Abstract

We consider a quasi-probability distribution of work for an isolated quantum system coupled to the energy-storage device given by the ideal weight. Specifically, we analyze a trade-off between changes in average energy and changes in weight's variance, where work is extracted from the coherent and incoherent ergotropy of the system. Primarily, we reveal that the extraction of positive coherent ergotropy can be accompanied by the reduction of work fluctuations (quantified by a variance loss) by utilizing the non-classical states of a work reservoir. On the other hand, we derive a fluctuation-decoherence relation for a quantum weight, defining a lower bound of its energy dispersion via a dumping function of the coherent contribution to the system's ergotropy. Specifically, it reveals that unlocking ergotropy from coherences results in high fluctuations, which diverge when the total coherent energy is unlocked. The proposed autonomous protocol of work extraction shows a significant difference between extracting coherent and incoherent ergotropy: The former can decrease the variance, but its absolute value diverges if more and more energy is extracted, whereas for the latter, the gain is always non-negative, but a total (incoherent) ergotropy can be extracted with finite work fluctuations.
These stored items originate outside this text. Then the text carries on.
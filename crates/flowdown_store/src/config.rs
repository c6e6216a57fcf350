//! Configuration for stores.

/// What dispatch does when a mutator returns an error.
#[derive(Clone, Copy, Debug, Default, PartialEq, Eq)]
pub enum MutatorErrorPolicy {
    /// Log the failure, record it in the dispatch outcome, and run the
    /// remaining mutators.
    #[default]
    Continue,
    /// Stop delivering the action and return the failure to the caller.
    Abort,
}

/// Configuration for a store.
///
/// Controls mutator failure handling and how a newly attached state owner
/// seeds receivers that attached before it.
#[derive(Clone, Debug)]
pub struct StoreConfig {
    /// Failure handling for mutators.
    pub mutator_errors: MutatorErrorPolicy,

    /// Broadcast the whole tree when the state owner attaches, so receivers
    /// attached earlier pull their initial values.
    pub broadcast_on_provide: bool,
}

impl Default for StoreConfig {
    fn default() -> Self {
        Self {
            mutator_errors: MutatorErrorPolicy::Continue,
            broadcast_on_provide: true,
        }
    }
}

impl StoreConfig {
    /// Creates a configuration that aborts an action on the first failing
    /// mutator.
    #[must_use]
    pub fn strict() -> Self {
        Self {
            mutator_errors: MutatorErrorPolicy::Abort,
            ..Self::default()
        }
    }

    /// Builder method to set the mutator failure policy.
    #[must_use]
    pub fn with_mutator_errors(mut self, policy: MutatorErrorPolicy) -> Self {
        self.mutator_errors = policy;
        self
    }

    /// Builder method to enable/disable the broadcast on provide.
    #[must_use]
    pub fn with_broadcast_on_provide(mut self, broadcast: bool) -> Self {
        self.broadcast_on_provide = broadcast;
        self
    }
}
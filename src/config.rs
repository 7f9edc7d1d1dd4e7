use std::env;

use crate::emergency::{EMERGENCY_RADIUS_METERS, ROUTE_BUFFER_METERS};
use crate::proximity::DEFAULT_SEARCH_RADIUS_METERS;

#[derive(Debug, Clone, PartialEq)]
pub struct Config {
    pub host: String,
    pub port: u16,
    /// Radius used by nearby-hazard queries that do not give one
    pub default_search_radius_meters: f64,
    /// Radius checked around an emergency location
    pub emergency_radius_meters: f64,
    /// Buffer around a route when recommending safe routes
    pub route_buffer_meters: f64,
}

impl Default for Config {
    fn default() -> Self {
        Self {
            host: "0.0.0.0".to_string(),
            port: 3000,
            default_search_radius_meters: DEFAULT_SEARCH_RADIUS_METERS,
            emergency_radius_meters: EMERGENCY_RADIUS_METERS,
            route_buffer_meters: ROUTE_BUFFER_METERS,
        }
    }
}

impl Config {
    pub fn from_env() -> Result<Self, String> {
        // .env is optional
        if let Err(e) = dotenvy::dotenv() {
            if !e.not_found() {
                eprintln!("Warning: Error loading .env file: {}", e);
            }
        }
        Self::from_lookup(|key| env::var(key).ok())
    }

    pub fn from_lookup<F>(lookup: F) -> Result<Self, String>
    where
        F: Fn(&str) -> Option<String>,
    {
        let defaults = Self::default();

        let host = lookup("HOST").unwrap_or(defaults.host);
        let port = match lookup("PORT") {
            Some(raw) => raw
                .parse::<u16>()
                .map_err(|e| format!("Invalid PORT: {}", e))?,
            None => defaults.port,
        };

        Ok(Self {
            host,
            port,
            default_search_radius_meters: meters(
                &lookup,
                "DEFAULT_SEARCH_RADIUS_METERS",
                defaults.default_search_radius_meters,
            )?,
            emergency_radius_meters: meters(
                &lookup,
                "EMERGENCY_RADIUS_METERS",
                defaults.emergency_radius_meters,
            )?,
            route_buffer_meters: meters(
                &lookup,
                "ROUTE_BUFFER_METERS",
                defaults.route_buffer_meters,
            )?,
        })
    }

    pub fn bind_address(&self) -> String {
        format!("{}:{}", self.host, self.port)
    }
}

fn meters<F>(lookup: &F, key: &str, default: f64) -> Result<f64, String>
where
    F: Fn(&str) -> Option<String>,
{
    let Some(raw) = lookup(key) else {
        return Ok(default);
    };
    match raw.trim().parse::<f64>() {
        Ok(value) if value.is_finite() && value > 0.0 => Ok(value),
        Ok(value) => Err(format!("{} must be positive, got {}", key, value)),
        Err(e) => Err(format!("Invalid {}: {}", key, e)),
    }
}
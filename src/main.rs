use std::sync::Arc;

use tower_http::cors::CorsLayer;
use tower_http::trace::TraceLayer;
use tracing_subscriber::{layer::SubscriberExt, util::SubscriberInitExt};

use safewalk_hazards::api::{self, AppState};
use safewalk_hazards::config::Config;
use safewalk_hazards::index::HazardIndex;

#[tokio::main]
async fn main() -> anyhow::Result<()> {
    // .env first so RUST_LOG is visible to the filter
    let _ = dotenvy::dotenv();

    tracing_subscriber::registry()
        .with(
            tracing_subscriber::EnvFilter::try_from_default_env().unwrap_or_else(|_| "info".into()),
        )
        .with(tracing_subscriber::fmt::layer())
        .init();

    let config = Config::from_env().map_err(|e| anyhow::anyhow!(e))?;

    // The one hazard index for this process
    let index = Arc::new(HazardIndex::new());
    let state = Arc::new(AppState::new(index, &config)?);

    // Allows a local HTML client to talk to the API
    let cors = CorsLayer::new()
        .allow_methods(tower_http::cors::Any)
        .allow_origin(tower_http::cors::Any)
        .allow_headers(tower_http::cors::Any);

    let app = api::router(state)
        .layer(TraceLayer::new_for_http())
        .layer(cors);

    let addr = config.bind_address();
    tracing::info!("Hazard API listening on http://{}", addr);
    let listener = tokio::net::TcpListener::bind(&addr).await?;
    axum::serve(listener, app).await?;

    Ok(())
}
Furthermore, we present the framework in terms of the introduced quasi-probability distribution, which has a physical interpretation of its cumulants, is free from the invasive nature of measurements, and reduces to the two-point measurement scheme (TPM) for incoherent states. Finally, we analytically solve the work-variance trade-off for a qubit, explicitly revealing all the above quantum and classical regimes.